ABOUT THIS EXERCISE:
Output, without any change, the listing below from its opening line up to and including the line with "pub fn new() -> Self".

RECORDS:
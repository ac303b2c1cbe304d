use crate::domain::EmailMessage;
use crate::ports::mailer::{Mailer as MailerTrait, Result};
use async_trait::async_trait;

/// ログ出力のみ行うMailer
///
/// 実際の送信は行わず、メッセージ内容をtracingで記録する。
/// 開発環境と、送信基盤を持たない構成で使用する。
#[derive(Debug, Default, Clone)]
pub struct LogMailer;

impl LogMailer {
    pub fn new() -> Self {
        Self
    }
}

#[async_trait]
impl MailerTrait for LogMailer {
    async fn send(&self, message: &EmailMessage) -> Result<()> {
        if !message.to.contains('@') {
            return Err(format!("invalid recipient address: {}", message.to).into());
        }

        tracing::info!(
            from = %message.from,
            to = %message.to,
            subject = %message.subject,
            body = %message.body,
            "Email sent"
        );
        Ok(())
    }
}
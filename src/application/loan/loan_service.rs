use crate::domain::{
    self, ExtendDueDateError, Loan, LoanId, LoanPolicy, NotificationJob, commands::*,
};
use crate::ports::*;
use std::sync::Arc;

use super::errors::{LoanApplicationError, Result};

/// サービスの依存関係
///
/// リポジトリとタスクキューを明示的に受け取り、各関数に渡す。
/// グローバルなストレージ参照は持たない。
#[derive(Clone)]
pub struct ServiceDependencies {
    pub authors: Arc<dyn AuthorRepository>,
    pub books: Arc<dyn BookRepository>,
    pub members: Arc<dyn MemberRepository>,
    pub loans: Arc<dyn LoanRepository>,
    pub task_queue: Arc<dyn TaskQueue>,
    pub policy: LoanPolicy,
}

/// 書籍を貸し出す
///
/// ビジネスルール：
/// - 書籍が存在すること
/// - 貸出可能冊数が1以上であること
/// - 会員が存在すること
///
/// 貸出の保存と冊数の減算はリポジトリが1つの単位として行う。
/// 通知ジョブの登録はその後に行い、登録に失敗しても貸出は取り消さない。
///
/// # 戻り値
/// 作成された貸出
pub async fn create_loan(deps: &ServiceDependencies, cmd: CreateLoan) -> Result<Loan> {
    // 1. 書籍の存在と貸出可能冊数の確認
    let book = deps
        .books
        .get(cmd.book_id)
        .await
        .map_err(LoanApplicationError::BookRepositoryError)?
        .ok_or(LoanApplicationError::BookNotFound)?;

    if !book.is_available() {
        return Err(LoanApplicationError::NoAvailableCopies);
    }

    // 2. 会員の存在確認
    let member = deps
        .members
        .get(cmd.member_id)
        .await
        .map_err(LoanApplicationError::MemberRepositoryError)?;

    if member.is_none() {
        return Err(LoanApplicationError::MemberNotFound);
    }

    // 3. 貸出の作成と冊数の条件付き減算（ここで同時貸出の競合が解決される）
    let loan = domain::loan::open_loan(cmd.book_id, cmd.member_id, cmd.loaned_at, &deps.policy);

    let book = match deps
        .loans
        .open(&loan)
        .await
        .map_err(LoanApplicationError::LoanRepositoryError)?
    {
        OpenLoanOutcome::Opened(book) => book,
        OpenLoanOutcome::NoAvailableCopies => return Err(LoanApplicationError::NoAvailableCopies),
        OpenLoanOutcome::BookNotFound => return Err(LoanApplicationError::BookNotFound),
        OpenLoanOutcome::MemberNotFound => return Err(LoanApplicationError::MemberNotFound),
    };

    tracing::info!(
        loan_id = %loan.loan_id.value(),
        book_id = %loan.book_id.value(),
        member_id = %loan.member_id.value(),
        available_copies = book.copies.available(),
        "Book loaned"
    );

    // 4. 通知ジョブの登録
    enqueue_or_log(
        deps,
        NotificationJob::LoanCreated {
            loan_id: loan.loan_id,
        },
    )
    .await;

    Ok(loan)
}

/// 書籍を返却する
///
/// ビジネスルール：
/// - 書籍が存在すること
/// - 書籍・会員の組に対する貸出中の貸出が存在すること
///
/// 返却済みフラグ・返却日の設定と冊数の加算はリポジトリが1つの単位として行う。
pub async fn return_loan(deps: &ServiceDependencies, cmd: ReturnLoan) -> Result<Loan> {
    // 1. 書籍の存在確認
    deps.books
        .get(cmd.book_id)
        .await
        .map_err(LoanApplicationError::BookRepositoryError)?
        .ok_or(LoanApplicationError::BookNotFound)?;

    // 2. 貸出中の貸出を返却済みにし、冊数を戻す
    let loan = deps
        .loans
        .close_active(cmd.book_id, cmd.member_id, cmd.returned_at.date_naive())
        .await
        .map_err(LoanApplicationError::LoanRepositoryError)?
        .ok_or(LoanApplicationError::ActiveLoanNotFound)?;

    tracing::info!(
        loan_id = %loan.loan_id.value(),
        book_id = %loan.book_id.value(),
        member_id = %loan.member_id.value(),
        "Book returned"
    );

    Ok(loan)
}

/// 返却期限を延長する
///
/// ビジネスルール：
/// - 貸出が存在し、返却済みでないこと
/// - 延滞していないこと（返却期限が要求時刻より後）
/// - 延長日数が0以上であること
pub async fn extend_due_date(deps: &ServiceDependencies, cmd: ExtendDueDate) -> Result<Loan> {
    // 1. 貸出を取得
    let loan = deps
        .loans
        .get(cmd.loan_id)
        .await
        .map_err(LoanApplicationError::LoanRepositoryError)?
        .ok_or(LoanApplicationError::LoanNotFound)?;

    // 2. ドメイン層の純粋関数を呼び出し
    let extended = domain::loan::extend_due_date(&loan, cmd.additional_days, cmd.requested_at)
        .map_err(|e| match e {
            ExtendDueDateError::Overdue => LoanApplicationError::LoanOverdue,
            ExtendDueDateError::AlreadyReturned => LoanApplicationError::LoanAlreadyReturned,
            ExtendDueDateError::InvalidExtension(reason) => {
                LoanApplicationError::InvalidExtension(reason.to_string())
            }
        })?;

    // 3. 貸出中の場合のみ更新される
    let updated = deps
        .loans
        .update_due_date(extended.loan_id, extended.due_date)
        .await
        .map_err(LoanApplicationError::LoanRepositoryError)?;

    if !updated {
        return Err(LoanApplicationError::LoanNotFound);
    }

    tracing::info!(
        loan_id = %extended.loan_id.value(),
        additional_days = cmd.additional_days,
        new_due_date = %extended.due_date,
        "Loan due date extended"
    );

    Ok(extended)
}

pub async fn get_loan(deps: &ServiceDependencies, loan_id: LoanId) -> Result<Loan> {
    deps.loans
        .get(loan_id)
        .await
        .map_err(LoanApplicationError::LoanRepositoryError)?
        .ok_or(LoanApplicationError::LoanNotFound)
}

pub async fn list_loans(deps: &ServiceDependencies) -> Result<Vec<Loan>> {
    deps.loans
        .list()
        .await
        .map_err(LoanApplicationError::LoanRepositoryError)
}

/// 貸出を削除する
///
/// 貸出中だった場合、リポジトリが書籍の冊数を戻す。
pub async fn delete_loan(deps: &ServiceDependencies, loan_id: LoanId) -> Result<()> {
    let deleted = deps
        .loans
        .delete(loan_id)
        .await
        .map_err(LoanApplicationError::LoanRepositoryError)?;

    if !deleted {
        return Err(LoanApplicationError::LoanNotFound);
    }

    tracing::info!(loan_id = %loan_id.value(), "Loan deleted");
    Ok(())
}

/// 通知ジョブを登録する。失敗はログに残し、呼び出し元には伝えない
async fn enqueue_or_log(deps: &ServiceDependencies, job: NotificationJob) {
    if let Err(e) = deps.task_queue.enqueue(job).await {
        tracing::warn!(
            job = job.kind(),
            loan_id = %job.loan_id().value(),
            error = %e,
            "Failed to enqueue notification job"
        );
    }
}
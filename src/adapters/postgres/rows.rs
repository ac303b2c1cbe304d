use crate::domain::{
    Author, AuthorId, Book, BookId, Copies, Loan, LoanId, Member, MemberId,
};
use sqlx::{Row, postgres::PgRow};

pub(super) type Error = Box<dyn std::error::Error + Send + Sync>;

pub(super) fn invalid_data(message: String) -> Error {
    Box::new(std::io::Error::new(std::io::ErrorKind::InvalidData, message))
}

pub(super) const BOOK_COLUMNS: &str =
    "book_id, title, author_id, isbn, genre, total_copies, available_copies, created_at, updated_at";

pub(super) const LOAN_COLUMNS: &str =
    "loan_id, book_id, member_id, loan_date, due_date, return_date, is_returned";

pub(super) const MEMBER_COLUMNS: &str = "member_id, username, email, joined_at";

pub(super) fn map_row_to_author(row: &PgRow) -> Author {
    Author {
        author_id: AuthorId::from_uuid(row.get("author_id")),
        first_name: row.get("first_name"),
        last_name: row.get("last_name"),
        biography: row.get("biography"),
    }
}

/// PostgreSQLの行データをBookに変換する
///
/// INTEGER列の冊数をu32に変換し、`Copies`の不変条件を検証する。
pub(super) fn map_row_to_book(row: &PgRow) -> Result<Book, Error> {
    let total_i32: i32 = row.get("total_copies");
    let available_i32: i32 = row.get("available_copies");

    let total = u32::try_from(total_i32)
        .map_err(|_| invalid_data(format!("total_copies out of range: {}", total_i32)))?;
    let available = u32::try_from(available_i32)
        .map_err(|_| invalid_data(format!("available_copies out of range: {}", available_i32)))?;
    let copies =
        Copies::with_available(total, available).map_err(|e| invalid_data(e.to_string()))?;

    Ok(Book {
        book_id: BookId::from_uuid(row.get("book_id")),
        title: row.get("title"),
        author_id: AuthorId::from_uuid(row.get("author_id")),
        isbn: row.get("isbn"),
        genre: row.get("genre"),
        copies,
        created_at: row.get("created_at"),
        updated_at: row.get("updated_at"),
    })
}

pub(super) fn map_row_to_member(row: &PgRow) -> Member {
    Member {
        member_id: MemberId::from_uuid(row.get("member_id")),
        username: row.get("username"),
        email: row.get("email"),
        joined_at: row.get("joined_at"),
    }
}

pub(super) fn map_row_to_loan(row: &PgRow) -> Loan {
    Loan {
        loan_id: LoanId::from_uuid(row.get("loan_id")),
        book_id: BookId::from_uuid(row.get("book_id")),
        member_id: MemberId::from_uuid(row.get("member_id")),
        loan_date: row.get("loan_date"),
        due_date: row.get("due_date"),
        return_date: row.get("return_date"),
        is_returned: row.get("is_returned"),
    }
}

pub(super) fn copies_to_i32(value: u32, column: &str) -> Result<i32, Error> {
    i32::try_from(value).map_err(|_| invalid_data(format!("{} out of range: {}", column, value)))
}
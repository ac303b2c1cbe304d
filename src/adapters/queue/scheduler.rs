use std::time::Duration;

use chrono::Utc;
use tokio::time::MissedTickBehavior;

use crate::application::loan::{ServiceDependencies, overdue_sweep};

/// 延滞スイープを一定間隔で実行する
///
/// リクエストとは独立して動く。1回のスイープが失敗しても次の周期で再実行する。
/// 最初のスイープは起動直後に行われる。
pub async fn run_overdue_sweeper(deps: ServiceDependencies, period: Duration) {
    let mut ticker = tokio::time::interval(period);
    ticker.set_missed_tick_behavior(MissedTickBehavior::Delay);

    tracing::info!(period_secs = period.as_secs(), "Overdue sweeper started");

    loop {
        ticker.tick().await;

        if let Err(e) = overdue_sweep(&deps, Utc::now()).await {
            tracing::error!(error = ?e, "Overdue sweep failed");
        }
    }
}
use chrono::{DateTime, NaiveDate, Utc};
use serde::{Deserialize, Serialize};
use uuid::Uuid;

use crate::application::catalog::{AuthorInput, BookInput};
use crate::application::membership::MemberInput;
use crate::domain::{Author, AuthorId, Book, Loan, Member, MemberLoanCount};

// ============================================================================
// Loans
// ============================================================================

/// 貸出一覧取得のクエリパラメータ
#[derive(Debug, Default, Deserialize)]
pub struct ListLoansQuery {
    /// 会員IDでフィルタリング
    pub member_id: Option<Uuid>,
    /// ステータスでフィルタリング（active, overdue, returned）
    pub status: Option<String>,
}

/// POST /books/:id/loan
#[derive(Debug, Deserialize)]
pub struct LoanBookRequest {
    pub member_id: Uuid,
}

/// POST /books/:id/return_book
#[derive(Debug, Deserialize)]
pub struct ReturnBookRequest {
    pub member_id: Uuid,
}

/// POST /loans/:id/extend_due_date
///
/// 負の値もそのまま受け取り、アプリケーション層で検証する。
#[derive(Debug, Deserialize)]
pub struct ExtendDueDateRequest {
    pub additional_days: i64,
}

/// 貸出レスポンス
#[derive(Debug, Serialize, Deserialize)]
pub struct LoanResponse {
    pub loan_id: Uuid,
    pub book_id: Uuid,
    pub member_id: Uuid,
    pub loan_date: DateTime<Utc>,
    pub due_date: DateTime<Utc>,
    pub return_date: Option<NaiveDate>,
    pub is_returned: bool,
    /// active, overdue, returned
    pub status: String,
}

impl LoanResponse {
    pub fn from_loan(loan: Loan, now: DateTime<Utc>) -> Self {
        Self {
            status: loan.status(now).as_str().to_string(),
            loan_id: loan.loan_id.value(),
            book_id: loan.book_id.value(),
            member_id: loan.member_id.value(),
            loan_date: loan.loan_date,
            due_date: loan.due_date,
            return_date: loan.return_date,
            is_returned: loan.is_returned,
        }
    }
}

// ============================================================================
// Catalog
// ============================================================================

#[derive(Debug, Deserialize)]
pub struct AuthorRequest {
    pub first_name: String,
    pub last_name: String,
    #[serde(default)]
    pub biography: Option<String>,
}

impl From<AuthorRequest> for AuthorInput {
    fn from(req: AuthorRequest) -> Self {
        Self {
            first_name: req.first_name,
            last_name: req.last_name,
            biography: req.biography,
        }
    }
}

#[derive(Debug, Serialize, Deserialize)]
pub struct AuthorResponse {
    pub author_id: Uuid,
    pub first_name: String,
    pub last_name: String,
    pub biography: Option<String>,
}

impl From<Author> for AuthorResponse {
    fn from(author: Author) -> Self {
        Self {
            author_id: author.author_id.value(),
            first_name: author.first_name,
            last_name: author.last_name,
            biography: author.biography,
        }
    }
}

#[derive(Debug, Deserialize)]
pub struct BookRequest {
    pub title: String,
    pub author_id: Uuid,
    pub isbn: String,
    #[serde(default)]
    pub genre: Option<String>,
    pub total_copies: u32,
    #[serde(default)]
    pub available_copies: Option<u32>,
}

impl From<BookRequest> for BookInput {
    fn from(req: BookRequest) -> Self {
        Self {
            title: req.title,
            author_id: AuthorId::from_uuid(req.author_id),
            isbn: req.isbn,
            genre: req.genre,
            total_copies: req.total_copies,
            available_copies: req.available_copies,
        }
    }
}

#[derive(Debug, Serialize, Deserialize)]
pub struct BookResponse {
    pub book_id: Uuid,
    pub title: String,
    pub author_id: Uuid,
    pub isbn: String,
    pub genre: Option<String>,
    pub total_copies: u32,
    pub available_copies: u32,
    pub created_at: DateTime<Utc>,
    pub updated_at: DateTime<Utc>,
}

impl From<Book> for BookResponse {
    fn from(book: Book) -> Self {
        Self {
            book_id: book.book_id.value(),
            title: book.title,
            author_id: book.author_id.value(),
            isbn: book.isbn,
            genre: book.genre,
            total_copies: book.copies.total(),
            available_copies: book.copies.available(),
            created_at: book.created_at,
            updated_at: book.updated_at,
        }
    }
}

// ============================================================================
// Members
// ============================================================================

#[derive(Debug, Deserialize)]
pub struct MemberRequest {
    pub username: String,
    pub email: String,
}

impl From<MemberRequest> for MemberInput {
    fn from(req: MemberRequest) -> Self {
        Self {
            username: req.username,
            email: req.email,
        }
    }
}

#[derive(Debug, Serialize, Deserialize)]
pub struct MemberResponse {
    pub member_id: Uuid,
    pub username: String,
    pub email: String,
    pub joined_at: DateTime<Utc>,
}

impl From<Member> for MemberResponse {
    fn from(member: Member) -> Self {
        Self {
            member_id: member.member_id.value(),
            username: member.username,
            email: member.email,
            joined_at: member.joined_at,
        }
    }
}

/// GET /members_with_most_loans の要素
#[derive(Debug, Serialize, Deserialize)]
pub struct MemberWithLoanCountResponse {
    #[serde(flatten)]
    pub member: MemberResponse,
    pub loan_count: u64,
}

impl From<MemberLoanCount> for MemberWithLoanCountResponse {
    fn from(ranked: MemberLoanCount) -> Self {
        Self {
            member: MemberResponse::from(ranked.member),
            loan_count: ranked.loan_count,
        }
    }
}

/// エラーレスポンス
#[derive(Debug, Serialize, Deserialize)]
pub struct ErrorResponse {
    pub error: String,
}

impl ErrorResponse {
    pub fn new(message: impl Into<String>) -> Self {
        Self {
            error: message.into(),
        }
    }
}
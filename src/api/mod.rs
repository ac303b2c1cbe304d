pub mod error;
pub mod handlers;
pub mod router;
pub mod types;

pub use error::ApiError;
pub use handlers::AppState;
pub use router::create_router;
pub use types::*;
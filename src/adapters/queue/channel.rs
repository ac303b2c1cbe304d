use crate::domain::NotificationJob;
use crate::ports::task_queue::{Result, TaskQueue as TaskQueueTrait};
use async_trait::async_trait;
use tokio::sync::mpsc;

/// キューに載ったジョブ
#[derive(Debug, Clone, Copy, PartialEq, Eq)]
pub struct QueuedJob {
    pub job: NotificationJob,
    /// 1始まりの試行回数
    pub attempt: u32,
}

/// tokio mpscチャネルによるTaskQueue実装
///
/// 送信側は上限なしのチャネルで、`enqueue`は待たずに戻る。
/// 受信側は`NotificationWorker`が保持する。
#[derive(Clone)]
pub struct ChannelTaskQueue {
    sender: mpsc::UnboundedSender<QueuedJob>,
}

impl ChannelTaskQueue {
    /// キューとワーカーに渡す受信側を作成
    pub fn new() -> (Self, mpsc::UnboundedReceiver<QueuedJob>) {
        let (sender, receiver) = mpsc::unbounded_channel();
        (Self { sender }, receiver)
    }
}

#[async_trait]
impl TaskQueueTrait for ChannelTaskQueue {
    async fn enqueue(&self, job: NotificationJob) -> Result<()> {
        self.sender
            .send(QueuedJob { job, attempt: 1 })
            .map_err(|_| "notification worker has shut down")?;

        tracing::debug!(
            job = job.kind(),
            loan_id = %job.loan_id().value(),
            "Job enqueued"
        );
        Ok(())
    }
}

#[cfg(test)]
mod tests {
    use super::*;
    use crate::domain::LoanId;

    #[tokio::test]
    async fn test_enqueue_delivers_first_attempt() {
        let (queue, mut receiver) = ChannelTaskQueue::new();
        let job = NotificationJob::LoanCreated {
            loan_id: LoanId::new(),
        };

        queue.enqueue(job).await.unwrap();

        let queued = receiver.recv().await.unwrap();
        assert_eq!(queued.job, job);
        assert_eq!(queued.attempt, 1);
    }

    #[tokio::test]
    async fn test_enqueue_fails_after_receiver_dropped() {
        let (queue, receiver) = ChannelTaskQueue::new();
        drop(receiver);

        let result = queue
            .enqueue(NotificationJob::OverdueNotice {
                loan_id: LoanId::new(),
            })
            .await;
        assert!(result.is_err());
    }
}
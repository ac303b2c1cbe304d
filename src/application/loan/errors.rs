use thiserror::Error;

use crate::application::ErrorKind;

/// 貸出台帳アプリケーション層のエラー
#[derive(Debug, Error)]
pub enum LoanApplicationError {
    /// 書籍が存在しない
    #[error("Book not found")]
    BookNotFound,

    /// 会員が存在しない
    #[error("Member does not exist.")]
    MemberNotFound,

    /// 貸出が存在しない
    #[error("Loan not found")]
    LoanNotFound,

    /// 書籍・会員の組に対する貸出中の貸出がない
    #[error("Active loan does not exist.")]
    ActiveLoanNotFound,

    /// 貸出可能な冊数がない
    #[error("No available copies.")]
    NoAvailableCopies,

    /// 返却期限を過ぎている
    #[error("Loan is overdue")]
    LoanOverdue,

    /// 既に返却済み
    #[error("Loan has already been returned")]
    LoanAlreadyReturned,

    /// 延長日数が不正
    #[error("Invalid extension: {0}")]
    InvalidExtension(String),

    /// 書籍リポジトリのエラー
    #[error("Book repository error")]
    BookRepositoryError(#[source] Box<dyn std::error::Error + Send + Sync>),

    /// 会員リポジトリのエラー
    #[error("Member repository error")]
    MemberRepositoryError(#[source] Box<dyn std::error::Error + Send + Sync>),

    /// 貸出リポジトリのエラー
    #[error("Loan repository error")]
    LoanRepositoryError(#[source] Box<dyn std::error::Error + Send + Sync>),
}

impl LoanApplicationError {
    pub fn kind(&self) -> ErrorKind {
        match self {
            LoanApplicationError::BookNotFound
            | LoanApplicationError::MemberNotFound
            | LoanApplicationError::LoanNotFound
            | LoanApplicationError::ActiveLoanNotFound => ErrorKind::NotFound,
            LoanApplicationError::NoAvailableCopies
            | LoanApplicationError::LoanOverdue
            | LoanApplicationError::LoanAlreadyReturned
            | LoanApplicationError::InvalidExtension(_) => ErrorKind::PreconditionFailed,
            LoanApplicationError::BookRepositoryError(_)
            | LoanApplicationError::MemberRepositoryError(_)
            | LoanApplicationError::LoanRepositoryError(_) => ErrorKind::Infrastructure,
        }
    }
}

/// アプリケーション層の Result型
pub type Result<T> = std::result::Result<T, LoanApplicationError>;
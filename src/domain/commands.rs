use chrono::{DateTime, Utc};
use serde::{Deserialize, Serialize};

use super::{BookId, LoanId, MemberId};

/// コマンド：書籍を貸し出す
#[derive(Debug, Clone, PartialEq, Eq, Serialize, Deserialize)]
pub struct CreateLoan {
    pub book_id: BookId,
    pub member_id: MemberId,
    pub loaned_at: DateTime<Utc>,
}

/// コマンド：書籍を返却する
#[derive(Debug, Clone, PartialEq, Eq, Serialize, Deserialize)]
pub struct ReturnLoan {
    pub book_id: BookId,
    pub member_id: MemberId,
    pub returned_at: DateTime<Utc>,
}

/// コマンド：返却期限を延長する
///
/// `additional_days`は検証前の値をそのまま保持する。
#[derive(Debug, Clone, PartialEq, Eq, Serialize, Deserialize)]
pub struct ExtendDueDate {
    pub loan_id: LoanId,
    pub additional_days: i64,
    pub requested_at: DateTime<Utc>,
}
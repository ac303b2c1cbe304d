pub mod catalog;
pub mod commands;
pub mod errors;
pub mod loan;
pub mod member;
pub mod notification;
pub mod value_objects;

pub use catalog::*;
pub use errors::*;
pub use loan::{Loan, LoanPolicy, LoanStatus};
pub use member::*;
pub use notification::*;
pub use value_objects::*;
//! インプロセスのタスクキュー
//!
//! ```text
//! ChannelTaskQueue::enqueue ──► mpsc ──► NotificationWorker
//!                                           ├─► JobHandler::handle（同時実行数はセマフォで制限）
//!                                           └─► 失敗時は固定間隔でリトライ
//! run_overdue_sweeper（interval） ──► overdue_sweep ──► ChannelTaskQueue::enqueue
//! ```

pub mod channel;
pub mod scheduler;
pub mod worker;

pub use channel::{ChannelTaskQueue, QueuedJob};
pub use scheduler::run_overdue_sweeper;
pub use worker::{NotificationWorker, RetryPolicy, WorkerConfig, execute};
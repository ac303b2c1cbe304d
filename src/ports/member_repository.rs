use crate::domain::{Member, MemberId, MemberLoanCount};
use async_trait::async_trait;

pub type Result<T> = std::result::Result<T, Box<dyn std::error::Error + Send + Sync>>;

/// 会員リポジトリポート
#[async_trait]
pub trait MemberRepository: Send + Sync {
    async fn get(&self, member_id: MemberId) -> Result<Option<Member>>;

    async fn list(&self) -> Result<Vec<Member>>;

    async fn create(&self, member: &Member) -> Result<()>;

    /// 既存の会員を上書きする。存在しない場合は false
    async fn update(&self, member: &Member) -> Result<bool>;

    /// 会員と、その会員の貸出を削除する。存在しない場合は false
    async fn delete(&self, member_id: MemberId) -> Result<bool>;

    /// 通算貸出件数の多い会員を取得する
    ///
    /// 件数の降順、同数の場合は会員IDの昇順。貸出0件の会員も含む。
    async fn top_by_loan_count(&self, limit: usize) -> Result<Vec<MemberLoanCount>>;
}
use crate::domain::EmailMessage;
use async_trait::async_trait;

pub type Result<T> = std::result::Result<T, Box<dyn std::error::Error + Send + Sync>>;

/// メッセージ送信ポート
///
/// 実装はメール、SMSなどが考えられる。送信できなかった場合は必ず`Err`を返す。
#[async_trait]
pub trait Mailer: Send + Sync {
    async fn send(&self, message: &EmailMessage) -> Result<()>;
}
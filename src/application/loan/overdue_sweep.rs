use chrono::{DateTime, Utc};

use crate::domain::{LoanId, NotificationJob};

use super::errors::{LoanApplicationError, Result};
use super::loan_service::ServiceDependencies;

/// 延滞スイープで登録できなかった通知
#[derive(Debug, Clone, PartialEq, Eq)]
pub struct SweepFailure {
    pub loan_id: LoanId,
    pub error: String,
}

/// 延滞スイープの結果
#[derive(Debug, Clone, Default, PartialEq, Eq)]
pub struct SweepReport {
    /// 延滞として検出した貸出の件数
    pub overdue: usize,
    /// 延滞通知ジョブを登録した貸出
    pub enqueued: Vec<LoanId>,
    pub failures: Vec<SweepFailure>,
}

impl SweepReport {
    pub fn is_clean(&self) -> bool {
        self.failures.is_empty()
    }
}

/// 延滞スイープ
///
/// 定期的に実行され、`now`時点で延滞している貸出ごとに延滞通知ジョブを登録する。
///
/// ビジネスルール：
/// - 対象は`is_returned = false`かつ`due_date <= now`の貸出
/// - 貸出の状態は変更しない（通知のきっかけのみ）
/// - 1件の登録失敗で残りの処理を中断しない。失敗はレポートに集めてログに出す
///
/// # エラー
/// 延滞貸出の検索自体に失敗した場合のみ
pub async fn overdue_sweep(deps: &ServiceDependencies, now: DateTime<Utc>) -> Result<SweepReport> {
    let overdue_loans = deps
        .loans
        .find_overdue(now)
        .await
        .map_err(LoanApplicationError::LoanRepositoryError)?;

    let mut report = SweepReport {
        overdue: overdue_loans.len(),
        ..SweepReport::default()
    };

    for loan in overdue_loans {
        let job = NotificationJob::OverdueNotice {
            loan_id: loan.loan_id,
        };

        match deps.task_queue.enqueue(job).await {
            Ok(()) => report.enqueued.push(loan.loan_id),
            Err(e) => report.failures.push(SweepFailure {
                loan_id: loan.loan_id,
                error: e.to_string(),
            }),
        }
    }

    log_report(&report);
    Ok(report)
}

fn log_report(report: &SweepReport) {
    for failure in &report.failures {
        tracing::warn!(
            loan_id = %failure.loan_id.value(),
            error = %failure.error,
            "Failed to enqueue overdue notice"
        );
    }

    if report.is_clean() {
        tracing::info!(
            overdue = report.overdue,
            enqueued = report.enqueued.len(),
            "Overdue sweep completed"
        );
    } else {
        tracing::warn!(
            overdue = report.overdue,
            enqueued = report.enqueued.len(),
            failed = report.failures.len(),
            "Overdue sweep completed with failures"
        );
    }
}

YOUR SOLUTION:
repository ac303b2c1cbe304d
use crate::domain::EmailMessage;
use crate::ports::mailer::{Mailer as MailerTrait, Result};
use async_trait::async_trait;

/// ログ出力のみ行うMailer
///
/// 実際の送信は行わず、メッセージ内容をtracingで記録する。
/// 開発環境と、送信基盤を持たない構成で使用する。
#[derive(Debug, Default, Clone)]
pub struct LogMailer;

impl LogMailer {
    pub fn new() -> Self {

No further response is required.